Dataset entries
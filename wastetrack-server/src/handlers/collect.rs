use axum::{
    Json,
    extract::{Query, State, rejection::QueryRejection},
};
use serde::{Deserialize, Serialize};
use tracing::error;

use wastetrack_core::domain::HouseholdId;

use crate::{
    errors::{AppError, AppResult},
    infra::app_state::AppState,
};

#[derive(Debug, Default, Deserialize)]
pub struct CollectQuery {
    pub houseid: Option<String>,
}

#[derive(Debug, Serialize, Deserialize)]
pub struct CollectResponse {
    pub success: bool,
    pub message: String,
}

/// `GET /collect?houseid=<id>`
pub async fn collect_handler(
    State(state): State<AppState>,
    query: Result<Query<CollectQuery>, QueryRejection>,
) -> AppResult<Json<CollectResponse>> {
    let Query(query) = query?;
    let household_id = HouseholdId::parse_optional(query.houseid.as_deref())?;

    let outcome = state
        .collections()
        .mark_collected(&household_id)
        .await
        .map_err(|err| {
            error!(
                household_id = %household_id,
                error = %err,
                "failed to record collection"
            );
            AppError::from(err)
        })?;

    Ok(Json(CollectResponse {
        success: true,
        message: outcome.message(&household_id),
    }))
}
use std::{fmt, sync::Arc};

use wastetrack_config::Config;
use wastetrack_core::{
    database::CollectionLogRepository,
    domain::{CollectionService, DailySeeder},
};

type DynRepository = dyn CollectionLogRepository;

/// Shared handler state. The repository (and the pool behind it) is created
/// once at startup and cloned into every request through `Arc`s.
#[derive(Clone)]
pub struct AppState {
    config: Arc<Config>,
    repository: Arc<DynRepository>,
    collections: Arc<CollectionService<DynRepository>>,
    seeder: Arc<DailySeeder<DynRepository>>,
}

impl fmt::Debug for AppState {
    fn fmt(&self, f: &mut fmt::Formatter<'_>) -> fmt::Result {
        f.debug_struct("AppState")
            .field("config", &self.config)
            .finish_non_exhaustive()
    }
}

impl AppState {
    pub fn new(config: Arc<Config>, repository: Arc<DynRepository>) -> Self {
        let boundary = config.day_boundary();
        let collections = CollectionService::new(Arc::clone(&repository), boundary)
            .with_collector_name(config.collection.collector_name.clone());
        let seeder = DailySeeder::new(Arc::clone(&repository), boundary);

        Self {
            config,
            repository,
            collections: Arc::new(collections),
            seeder: Arc::new(seeder),
        }
    }

    pub fn config(&self) -> &Config {
        &self.config
    }

    pub fn repository(&self) -> &DynRepository {
        self.repository.as_ref()
    }

    pub fn collections(&self) -> &CollectionService<DynRepository> {
        &self.collections
    }

    pub fn seeder(&self) -> &DailySeeder<DynRepository> {
        &self.seeder
    }
}
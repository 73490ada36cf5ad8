#![allow(dead_code)]

use std::sync::Arc;

use anyhow::Result;
use axum_test::TestServer;
use wastetrack_config::Config;
use wastetrack_core::database::memory::InMemoryCollectionLogRepository;
use wastetrack_server::{AppState, create_app};

pub struct TestApp {
    pub server: TestServer,
    pub state: AppState,
    pub repository: Arc<InMemoryCollectionLogRepository>,
}

pub fn build_test_app(households: &[&str]) -> Result<TestApp> {
    build_test_app_with_config(households, Config::default())
}

pub fn build_test_app_with_config(
    households: &[&str],
    config: Config,
) -> Result<TestApp> {
    let repository = Arc::new(InMemoryCollectionLogRepository::with_households(
        households.iter().copied(),
    ));
    let state = AppState::new(Arc::new(config), repository.clone());
    let server = TestServer::new(create_app(state.clone()))?;

    Ok(TestApp {
        server,
        state,
        repository,
    })
}

/// Build an app whose households already have today's pending rows.
pub async fn build_seeded_app(households: &[&str]) -> Result<TestApp> {
    let app = build_test_app(households)?;
    app.state.seeder().seed().await?;
    Ok(app)
}
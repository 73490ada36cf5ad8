use std::sync::{
    Arc,
    atomic::{AtomicBool, Ordering},
};

use anyhow::Result;
use async_trait::async_trait;
use serde_json::Value;
use wastetrack_config::Config;
use wastetrack_core::domain::CollectionStatus;
use wastetrack_server::{
    AppState,
    infra::startup::{NoopStartupHooks, ProdStartupHooks, StartupHooks},
};

mod common;
use common::{build_test_app, build_test_app_with_config};

struct RecordingHooks {
    called: Arc<AtomicBool>,
}

#[async_trait]
impl StartupHooks for RecordingHooks {
    async fn run(&self, _state: &AppState) -> Result<()> {
        self.called.store(true, Ordering::SeqCst);
        Ok(())
    }
}

#[tokio::test]
async fn custom_startup_hooks_receive_state() -> Result<()> {
    let app = build_test_app(&["H001"])?;
    let flag = Arc::new(AtomicBool::new(false));
    let hooks = RecordingHooks {
        called: Arc::clone(&flag),
    };

    hooks.run(&app.state).await?;

    assert!(flag.load(Ordering::SeqCst));
    Ok(())
}

#[tokio::test]
async fn noop_hooks_do_not_seed() -> Result<()> {
    let app = build_test_app(&["H001"])?;

    NoopStartupHooks.run(&app.state).await?;

    assert!(app.repository.logs().await.is_empty());
    Ok(())
}

#[tokio::test]
async fn prod_hooks_seed_before_first_scan() -> Result<()> {
    let app = build_test_app(&["H001", "H002"])?;

    ProdStartupHooks.run(&app.state).await?;
    ProdStartupHooks.run(&app.state).await?;

    let logs = app.repository.logs().await;
    assert_eq!(logs.len(), 2, "second run must not duplicate rows");
    assert!(
        logs.iter()
            .all(|log| log.status == CollectionStatus::Pending)
    );

    let response = app
        .server
        .get("/collect")
        .add_query_param("houseid", "H002")
        .await;
    response.assert_status_ok();
    let body: Value = response.json();
    assert_eq!(body["message"], "Household H002 status updated to 'collected'.");
    Ok(())
}

#[tokio::test]
async fn fail_fast_seeding_aborts_startup() -> Result<()> {
    let mut config = Config::default();
    config.seeding.fail_fast = true;
    let app = build_test_app_with_config(&["H001"], config)?;
    app.repository.set_unavailable(true);

    assert!(ProdStartupHooks.run(&app.state).await.is_err());
    Ok(())
}

#[tokio::test]
async fn configured_collector_name_is_recorded() -> Result<()> {
    let mut config = Config::default();
    config.collection.collector_name = "Truck 7".to_string();
    let app = build_test_app_with_config(&["H001"], config)?;
    ProdStartupHooks.run(&app.state).await?;

    app.server
        .get("/collect")
        .add_query_param("houseid", "H001")
        .await
        .assert_status_ok();

    let logs = app.repository.logs().await;
    assert_eq!(logs[0].collector_name.as_deref(), Some("Truck 7"));
    Ok(())
}
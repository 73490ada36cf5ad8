pub mod collect;
pub mod health;
pub mod pages;
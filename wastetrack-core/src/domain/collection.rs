use std::{any::type_name_of_val, fmt, sync::Arc};

use chrono::{DateTime, Utc};
use serde::Serialize;
use tracing::{debug, info, warn};

use super::{
    day::{CollectionDay, DayBoundary},
    household::HouseholdId,
    status::{CollectionStatus, WEB_SCANNER_COLLECTOR},
};
use crate::{database::ports::CollectionLogRepository, error::Result};

/// Result of a scan. Every variant is a success from the caller's point of
/// view; only storage failures surface as errors.
#[derive(Debug, Clone, Copy, PartialEq, Eq, Serialize)]
#[serde(rename_all = "snake_case")]
pub enum CollectOutcome {
    /// This scan moved today's row from `pending` to `collected`.
    Updated,
    /// Today's row was already `collected`; the scan was a duplicate.
    AlreadyCollected,
    /// No pending row and no collected row for today.
    Processed,
}

impl CollectOutcome {
    pub fn message(&self, household_id: &HouseholdId) -> String {
        match self {
            Self::Updated => format!(
                "Household {household_id} status updated to 'collected'."
            ),
            Self::AlreadyCollected => format!(
                "Household {household_id} has already been collected today."
            ),
            Self::Processed => {
                format!("Scan for Household {household_id} processed.")
            }
        }
    }
}

/// Marks households collected for the current collection day.
#[derive(Clone)]
pub struct CollectionService<R>
where
    R: CollectionLogRepository + ?Sized,
{
    repository: Arc<R>,
    boundary: DayBoundary,
    collector_name: String,
}

impl<R> fmt::Debug for CollectionService<R>
where
    R: CollectionLogRepository + ?Sized,
{
    fn fmt(&self, f: &mut fmt::Formatter<'_>) -> fmt::Result {
        f.debug_struct("CollectionService")
            .field("repository", &type_name_of_val(self.repository.as_ref()))
            .field("boundary", &self.boundary)
            .field("collector_name", &self.collector_name)
            .finish()
    }
}

impl<R> CollectionService<R>
where
    R: CollectionLogRepository + ?Sized,
{
    pub fn new(repository: Arc<R>, boundary: DayBoundary) -> Self {
        Self {
            repository,
            boundary,
            collector_name: WEB_SCANNER_COLLECTOR.to_string(),
        }
    }

    pub fn with_collector_name(mut self, name: impl Into<String>) -> Self {
        self.collector_name = name.into();
        self
    }

    pub fn boundary(&self) -> DayBoundary {
        self.boundary
    }

    pub fn today(&self) -> CollectionDay {
        self.boundary.today()
    }

    pub async fn mark_collected(
        &self,
        household_id: &HouseholdId,
    ) -> Result<CollectOutcome> {
        self.mark_collected_at(household_id, Utc::now()).await
    }

    pub async fn mark_collected_at(
        &self,
        household_id: &HouseholdId,
        now: DateTime<Utc>,
    ) -> Result<CollectOutcome> {
        let day = self.boundary.day_of(now);

        let affected = self
            .repository
            .mark_collected(household_id, day, &self.collector_name, now)
            .await?;

        if affected > 0 {
            if affected > 1 {
                warn!(
                    household_id = %household_id,
                    day = %day,
                    affected,
                    "several pending rows existed for one household and day"
                );
            }
            info!(household_id = %household_id, day = %day, "household marked collected");
            return Ok(CollectOutcome::Updated);
        }

        let outcome = match self
            .repository
            .status_for_day(household_id, day)
            .await?
        {
            Some(CollectionStatus::Collected) => CollectOutcome::AlreadyCollected,
            Some(CollectionStatus::Pending) | None => CollectOutcome::Processed,
        };

        match outcome {
            CollectOutcome::AlreadyCollected => {
                debug!(household_id = %household_id, day = %day, "duplicate scan")
            }
            _ => warn!(
                household_id = %household_id,
                day = %day,
                "scan matched no log row for today; was seeding skipped?"
            ),
        }

        Ok(outcome)
    }
}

_TASK PROMPT_. Word for word, restate the lines above from the line containing "pub fn with_collector_name(mut" through the line containing "day, &self.collector_name, now)", with both included and nothing else.

_YOUR SOLUTION_.
    pub fn with_collector_name(mut self, name: impl Into<String>) -> Self {
        self.collector_name = name.into();
        self
    }

    pub fn boundary(&self) -> DayBoundary {
        self.boundary
    }

    pub fn today(&self) -> CollectionDay {
        self.boundary.today()
    }

    pub async fn mark_collected(
        &self,
        household_id: &HouseholdId,
    ) -> Result<CollectOutcome> {
        self.mark_collected_at(household_id, Utc::now()).await
    }

    pub async fn mark_collected_at(
        &self,
        household_id: &HouseholdId,
        now: DateTime<Utc>,
    ) -> Result<CollectOutcome> {
        let day = self.boundary.day_of(now);

        let affected = self
            .repository
            .mark_collected(household_id, day, &self.collector_name, now)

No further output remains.